Una pareja de hombres esperan un hijo y la gestante es la hermana de uno de ellos
Matías Pulido de 34 años y Leonel Videtta de 36, están cumpliendo con su rol de padres como siempre soñaron y para ellos, debe cambiar las formas de crianza donde se adjudica todo a la madre.
"Debe modificarse para las nuevas familias", dijeron. Esta pareja gay que lleva 12 años junta es el claro ejemplo: están en la dulce espera de Bastián, quien está desde hace seis meses gestándose en el vientre de Bárbara, la hermana de Matías. Esperan la llegada de su hijo en tres meses. La recta final parece corta al compararla con los problemas que han atravesado para lograr esto.
"Hace tres años empezamos a buscar opciones para ser padres, hasta que conocimos el proceso de subrogación de vientre. Leo empezó a leer cada vez más hasta que llegó a un grupo de Facebook", contó Matías.
Es a partir de este grupo, que comenzaron a interiorizarse sobre la temática, obtuvieron consejos de distintas experiencias que los inspiró a seguir su sueño. El poder tener un hijo juntos ya podía ser algo concreto.
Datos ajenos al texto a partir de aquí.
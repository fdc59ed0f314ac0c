//! Permissions bitflags carried by cached roles and channel overwrites

use bitflags::bitflags;
use serde::{Deserialize, Deserializer, Serialize, Serializer};
use std::fmt;

bitflags! {
    /// Remote permission bits
    ///
    /// Serialized as a decimal string; the gateway has sent both strings and
    /// plain integers over time, so both are accepted.
    #[derive(Debug, Clone, Copy, PartialEq, Eq, Hash)]
    pub struct Permissions: u64 {
        const CREATE_INSTANT_INVITE = 1 << 0;
        const KICK_MEMBERS          = 1 << 1;
        const BAN_MEMBERS           = 1 << 2;
        /// Bypasses every other check
        const ADMINISTRATOR         = 1 << 3;
        const MANAGE_CHANNELS       = 1 << 4;
        const MANAGE_GUILD          = 1 << 5;
        const ADD_REACTIONS         = 1 << 6;
        const VIEW_AUDIT_LOG        = 1 << 7;
        const PRIORITY_SPEAKER      = 1 << 8;
        const STREAM                = 1 << 9;
        const VIEW_CHANNEL          = 1 << 10;
        const SEND_MESSAGES         = 1 << 11;
        const SEND_TTS_MESSAGES     = 1 << 12;
        const MANAGE_MESSAGES       = 1 << 13;
        const EMBED_LINKS           = 1 << 14;
        const ATTACH_FILES          = 1 << 15;
        const READ_MESSAGE_HISTORY  = 1 << 16;
        const MENTION_EVERYONE      = 1 << 17;
        const USE_EXTERNAL_EMOJIS   = 1 << 18;
        const CONNECT               = 1 << 20;
        const SPEAK                 = 1 << 21;
        const MUTE_MEMBERS          = 1 << 22;
        const DEAFEN_MEMBERS        = 1 << 23;
        const MOVE_MEMBERS          = 1 << 24;
        const USE_VAD               = 1 << 25;
        const CHANGE_NICKNAME       = 1 << 26;
        const MANAGE_NICKNAMES      = 1 << 27;
        const MANAGE_ROLES          = 1 << 28;
        const MANAGE_WEBHOOKS       = 1 << 29;
        const MANAGE_EMOJIS         = 1 << 30;
    }
}

impl Permissions {
    /// Check if the permission set contains a required permission
    ///
    /// Administrators bypass all permission checks.
    #[inline]
    pub fn has(&self, permission: Permissions) -> bool {
        self.contains(Permissions::ADMINISTRATOR) || self.contains(permission)
    }

    /// Check if the permission set has any of the given permissions
    #[inline]
    pub fn has_any(&self, permissions: Permissions) -> bool {
        self.contains(Permissions::ADMINISTRATOR) || self.intersects(permissions)
    }

    /// Combine permissions from multiple roles
    pub fn combine<I>(roles: I) -> Self
    where
        I: IntoIterator<Item = Permissions>,
    {
        roles.into_iter().fold(Permissions::empty(), |acc, p| acc | p)
    }

    /// Parse from string representation (decimal number)
    pub fn parse(s: &str) -> Result<Self, std::num::ParseIntError> {
        s.parse::<u64>().map(Permissions::from_bits_truncate)
    }
}

impl Default for Permissions {
    fn default() -> Self {
        Permissions::empty()
    }
}

impl fmt::Display for Permissions {
    fn fmt(&self, f: &mut fmt::Formatter<'_>) -> fmt::Result {
        write!(f, "{}", self.bits())
    }
}

impl Serialize for Permissions {
    fn serialize<S>(&self, serializer: S) -> Result<S::Ok, S::Error>
    where
        S: Serializer,
    {
        serializer.collect_str(&self.bits())
    }
}

impl<'de> Deserialize<'de> for Permissions {
    fn deserialize<D>(deserializer: D) -> Result<Self, D::Error>
    where
        D: Deserializer<'de>,
    {
        use serde::de::{self, Visitor};

        struct PermissionsVisitor;

        impl Visitor<'_> for PermissionsVisitor {
            type Value = Permissions;

            fn expecting(&self, formatter: &mut fmt::Formatter) -> fmt::Result {
                formatter.write_str("a string or integer representing permission bits")
            }

            fn visit_i64<E>(self, value: i64) -> Result<Permissions, E>
            where
                E: de::Error,
            {
                Ok(Permissions::from_bits_truncate(value as u64))
            }

            fn visit_u64<E>(self, value: u64) -> Result<Permissions, E>
            where
                E: de::Error,
            {
                Ok(Permissions::from_bits_truncate(value))
            }

            fn visit_str<E>(self, value: &str) -> Result<Permissions, E>
            where
                E: de::Error,
            {
                Permissions::parse(value).map_err(|_| de::Error::custom("invalid permissions string"))
            }
        }

        deserializer.deserialize_any(PermissionsVisitor)
    }
}

impl From<u64> for Permissions {
    fn from(bits: u64) -> Self {
        Permissions::from_bits_truncate(bits)
    }
}

#[cfg(test)]
mod tests {
    use super::*;

    #[test]
    fn test_administrator_bypass() {
        let admin = Permissions::ADMINISTRATOR;
        assert!(admin.has(Permissions::VIEW_CHANNEL));
        assert!(admin.has(Permissions::MANAGE_GUILD));
        assert!(admin.has_any(Permissions::BAN_MEMBERS));
    }

    #[test]
    fn test_has_permission() {
        let perms = Permissions::VIEW_CHANNEL | Permissions::SEND_MESSAGES;
        assert!(perms.has(Permissions::SEND_MESSAGES));
        assert!(!perms.has(Permissions::MANAGE_GUILD));
        assert!(!perms.has_any(Permissions::KICK_MEMBERS | Permissions::BAN_MEMBERS));
    }

    #[test]
    fn test_combine_permissions() {
        let combined = Permissions::combine([Permissions::CONNECT, Permissions::SPEAK]);
        assert!(combined.contains(Permissions::CONNECT | Permissions::SPEAK));
    }

    #[test]
    fn test_wire_forms() {
        let perms: Permissions = serde_json::from_str("\"3072\"").unwrap();
        assert_eq!(perms, Permissions::VIEW_CHANNEL | Permissions::SEND_MESSAGES);

        let perms: Permissions = serde_json::from_str("3072").unwrap();
        assert_eq!(serde_json::to_string(&perms).unwrap(), "\"3072\"");
    }

    #[test]
    fn test_unknown_bits_truncated() {
        let perms = Permissions::parse(&((1u64 << 62) | 1).to_string()).unwrap();
        assert_eq!(perms, Permissions::CREATE_INSTANT_INVITE);
    }
}
//! Integration test utilities for the gateway client
//!
//! This crate provides an in-process fake gateway and payload builders for
//! running the client end to end over real WebSocket connections.

pub mod fixtures;
pub mod helpers;

pub use fixtures::*;
pub use helpers::*;
//! Messages and reactions
//!
//! Messages live in a bounded per-channel ring, so updates, deletes and
//! reactions may refer to messages that were never cached or already evicted.
//! Those still produce an event, with `message: None`.

use std::sync::Arc;

use chat_cache::{CacheError, EntityCache};
use chat_core::Message;
use serde_json::Value;

use super::{decode, HandlerResult};
use crate::events::{
    MessageDeleteBulkPayload, MessageDeletePayload, MessageParts, MessagePayload,
    MessageReactionPayload, MessageReactionRemoveAllPayload, MessageUpdatePayload, ShardEvent,
};

pub struct MessageHandler;

impl MessageHandler {
    pub fn create(cache: &EntityCache, data: Value) -> HandlerResult<Vec<ShardEvent>> {
        let payload: MessagePayload = decode(data)?;
        if let Some(guild_id) = payload.guild_id {
            if cache.guild(guild_id).is_none() {
                return Err(CacheError::MissingGuild(guild_id).into());
            }
        }

        let MessageParts {
            message,
            author,
            mentions,
            member,
        } = payload.into_parts();

        cache.upsert_user(author);
        for user in mentions {
            cache.upsert_user(user);
        }
        if let Some(member) = member {
            let (guild_id, user_id) = (member.guild_id, member.user_id);
            match cache.member(guild_id, user_id) {
                // the attached member object lacks fields a full member carries
                Some(_) => {
                    cache.update_member(guild_id, user_id, |m| {
                        m.nickname = member.nickname;
                        m.role_ids = member.role_ids;
                    })?;
                }
                None => {
                    cache.upsert_member(member)?;
                }
            }
        }

        let message = cache.push_message(message);
        Ok(vec![ShardEvent::MessageCreated(message)])
    }

    /// Partial update, merged into the cached copy when there is one
    ///
    /// An uncached message is not fetched; consumers get the raw partial
    /// fields and decide for themselves.
    pub fn update(cache: &EntityCache, data: Value) -> HandlerResult<Vec<ShardEvent>> {
        let payload = MessageUpdatePayload::from_value(data)?;
        let message = cache.update_message(payload.channel_id, payload.id, |m| payload.apply(m));
        if message.is_none() {
            tracing::trace!(
                channel_id = %payload.channel_id,
                message_id = %payload.id,
                "Update for uncached message"
            );
        }

        Ok(vec![ShardEvent::MessageUpdated {
            channel_id: payload.channel_id,
            message_id: payload.id,
            message,
            update: Arc::new(payload),
        }])
    }

    pub fn delete(cache: &EntityCache, data: Value) -> HandlerResult<Vec<ShardEvent>> {
        let payload: MessageDeletePayload = decode(data)?;
        let message = cache.remove_message(payload.channel_id, payload.id);
        Ok(vec![ShardEvent::MessageDeleted {
            channel_id: payload.channel_id,
            message_id: payload.id,
            message,
        }])
    }

    /// One [`ShardEvent::MessageDeleted`] per ID, in payload order
    pub fn delete_bulk(cache: &EntityCache, data: Value) -> HandlerResult<Vec<ShardEvent>> {
        let payload: MessageDeleteBulkPayload = decode(data)?;
        let channel_id = payload.channel_id;
        Ok(payload
            .ids
            .into_iter()
            .map(|message_id| ShardEvent::MessageDeleted {
                channel_id,
                message_id,
                message: cache.remove_message(channel_id, message_id),
            })
            .collect())
    }

    pub fn reaction_add(cache: &EntityCache, data: Value) -> HandlerResult<Vec<ShardEvent>> {
        let payload: MessageReactionPayload = decode(data)?;
        let me = is_current_user(cache, &payload);
        let emoji = payload.emoji.into_emoji();
        let message = cache.update_message(payload.channel_id, payload.message_id, |m| {
            m.add_reaction(&emoji, me);
        });
        Ok(vec![ShardEvent::ReactionAdded {
            channel_id: payload.channel_id,
            message_id: payload.message_id,
            user_id: payload.user_id,
            emoji,
            message,
        }])
    }

    pub fn reaction_remove(cache: &EntityCache, data: Value) -> HandlerResult<Vec<ShardEvent>> {
        let payload: MessageReactionPayload = decode(data)?;
        let me = is_current_user(cache, &payload);
        let emoji = payload.emoji.into_emoji();
        let message = cache.update_message(payload.channel_id, payload.message_id, |m| {
            m.remove_reaction(&emoji, me);
        });
        Ok(vec![ShardEvent::ReactionRemoved {
            channel_id: payload.channel_id,
            message_id: payload.message_id,
            user_id: payload.user_id,
            emoji,
            message,
        }])
    }

    pub fn reaction_remove_all(cache: &EntityCache, data: Value) -> HandlerResult<Vec<ShardEvent>> {
        let payload: MessageReactionRemoveAllPayload = decode(data)?;
        let message = cache.update_message(
            payload.channel_id,
            payload.message_id,
            Message::clear_reactions,
        );
        Ok(vec![ShardEvent::ReactionsCleared {
            channel_id: payload.channel_id,
            message_id: payload.message_id,
            message,
        }])
    }
}

fn is_current_user(cache: &EntityCache, payload: &MessageReactionPayload) -> bool {
    cache
        .current_user()
        .is_some_and(|user| user.id == payload.user_id)
}
//! Guild-scoped tables and the copy-on-write update helper

use std::hash::Hash;
use std::sync::Arc;

use chat_core::{Emoji, GuildMember, Presence, Role, Snowflake, VoiceState};
use dashmap::{DashMap, DashSet};

/// Nested tables owned by one guild, keyed by the child ID
#[derive(Debug, Default)]
pub(crate) struct GuildTables {
    pub members: DashMap<Snowflake, Arc<GuildMember>>,
    pub roles: DashMap<Snowflake, Arc<Role>>,
    pub emojis: DashMap<Snowflake, Arc<Emoji>>,
    pub voice_states: DashMap<Snowflake, Arc<VoiceState>>,
    pub presences: DashMap<Snowflake, Arc<Presence>>,
    /// Index into the global channel table
    pub channel_ids: DashSet<Snowflake>,
}

/// Replace the snapshot at `key` with a modified copy
///
/// The shard lock is held only for the clone + swap; readers holding the old
/// `Arc` keep seeing the old value.
pub(crate) fn update_in<K, T, F>(table: &DashMap<K, Arc<T>>, key: &K, f: F) -> Option<Arc<T>>
where
    K: Eq + Hash,
    T: Clone,
    F: FnOnce(&mut T),
{
    let mut entry = table.get_mut(key)?;
    let mut next = (**entry).clone();
    f(&mut next);
    let next = Arc::new(next);
    *entry = Arc::clone(&next);
    Some(next)
}

/// Copy out every value of a table
pub(crate) fn snapshot<K, T>(table: &DashMap<K, Arc<T>>) -> Vec<Arc<T>>
where
    K: Eq + Hash,
{
    table.iter().map(|entry| Arc::clone(entry.value())).collect()
}

/// Swap the whole content of a table for `items`
pub(crate) fn replace_all<T>(
    table: &DashMap<Snowflake, Arc<T>>,
    items: Vec<T>,
    key: impl Fn(&T) -> Snowflake,
) -> Vec<Arc<T>> {
    table.clear();
    items
        .into_iter()
        .map(|item| {
            let item = Arc::new(item);
            table.insert(key(&item), Arc::clone(&item));
            item
        })
        .collect()
}
//! # chat-http
//!
//! The one REST call the gateway layer makes itself: resolving the gateway
//! endpoint URL. Everything else over REST belongs to the consuming application.

mod client;
mod error;
mod provider;

pub use client::{GatewayBotInfo, RestClient, SessionStartLimit};
pub use error::HttpError;
pub use provider::{GatewayUrlProvider, StaticGatewayUrl};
El alivio llegó cuando vieron que era legal (porque al no estar regulado, no está prohibido) y derribaron el primer mito. Solo en la Ciudad Autónoma de Buenos Aires existe un decreto de 2017, que –según explicaron– establece que "todos los que tienen intención de ser papás tendrán su hijo inscripto a su nombre, y no al de quien da a luz".
Esto explica por qué tantas personas (parejas homosexuales o heterosexuales, mujeres y hombres solteros) viajan a Capital Federal para evitar barreras: no depender de los tiempos de la Justicia y del criterio de los jueces.
Porque en el resto del país no solo se debe presentar un amparo para que la prepaga u obra social cubra económicamente el proceso, sino también otro para inscribir al bebé como propio.
"Estamos realizando entre 30 y 40 tratamientos de gestación solidaria por año", aseguraron desde Fecunditas, la clínica privada a donde asistieron Matías y Leonel. "Llegan pacientes de muchas provincias requiriendo de nuestra ayuda para lograr su sueño", ratificó Nicolás Neuspiller, médico especialista en reproducción asistida dentro del instituto.
El largo camino de la pareja para ser padres
Primero pasaron por dos intentos fallidos de fertilización asistida –con óvulos obtenidos de un banco y muestras de ellos.
Al tiempo, la tercera oportunidad supo ser la vencida: "La felicidad es máxima. Lo de mi hermana es un acto de amor total. No encontramos la manera de agradecerle", afirma Pulido.
Cuentan que la mayor preocupación era la reacción de Jeremías, su sobrino menor de 7 años, pero al final fue él quien terminó dándoles una lección: "Estoy esperando que salga el primo para jugar". Y así, los acompañó a cada una de las ecografías.
Matías y Leonel comparten su historia en redes para generar conciencia y ayudar a los demás en su caminos de la paternidad.
"Necesitamos que la gestación subrogada sea ley, que haya licencias igualitarias, que se establezca una regulación en el rol de las gestantes y que todos tengamos las mismas oportunidades”, comentaron.
De hecho, están haciendo un modelo de ley para que alguien, "sin importar su partido político", la proponga. "Deseamos que quienes quieran ser papás puedan serlo", concluyen.